● **Exercise**
Write the listing out again, exactly as it appears.

● **Data records**
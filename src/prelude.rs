//! Convenience re-exports for library consumers.
//!
//! ```rust,no_run
//! use m2_janitor::prelude::*;
//! ```

// Core
pub use crate::core::config::Config;
pub use crate::core::errors::{M2jError, Result};

// Scanner
pub use crate::scanner::codec::ArtifactCoordinate;
pub use crate::scanner::protection::{ProtectionPolicy, ProtectionReason};
pub use crate::scanner::purge::{PurgeExecutor, PurgeOptions, PurgeReport};
pub use crate::scanner::walker::{CacheScan, CacheScanner, InstalledArtifact, ScanConfig};

// Collector
pub use crate::collector::{ListingSource, Provenance, UsageCollector, UsageRecord, UsageSet};

// Audit
pub use crate::audit::report::ReportStore;
pub use crate::audit::run_state::{RunThrottle, ThrottleDecision};
pub use crate::audit::{AuditSummary, ReconcileOutcome, reconcile};

// Logger
pub use crate::logger::activity::{ActivityEvent, ActivityLoggerHandle, spawn_logger};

● **Solution to the exercise**
filename src/prelude.rs
//! Convenience re-exports for library consumers.
//!
//! ```rust,no_run
//! use m2_janitor::prelude::*;
//! ```

// Core
pub use crate::core::config::Config;
pub use crate::core::errors::{M2jError, Result};

// Scanner
pub use crate::scanner::codec::ArtifactCoordinate;
pub use crate::scanner::protection::{ProtectionPolicy, ProtectionReason};
pub use crate::scanner::purge::{PurgeExecutor, PurgeOptions, PurgeReport};
pub use crate::scanner::walker::{CacheScan, CacheScanner, InstalledArtifact, ScanConfig};

// Collector
pub use crate::collector::{ListingSource, Provenance, UsageCollector, UsageRecord, UsageSet};

// Audit
pub use crate::audit::report::ReportStore;
pub use crate::audit::run_state::{RunThrottle, ThrottleDecision};
pub use crate::audit::{AuditSummary, ReconcileOutcome, reconcile};

// Logger
pub use crate::logger::activity::{ActivityEvent, ActivityLoggerHandle, spawn_logger};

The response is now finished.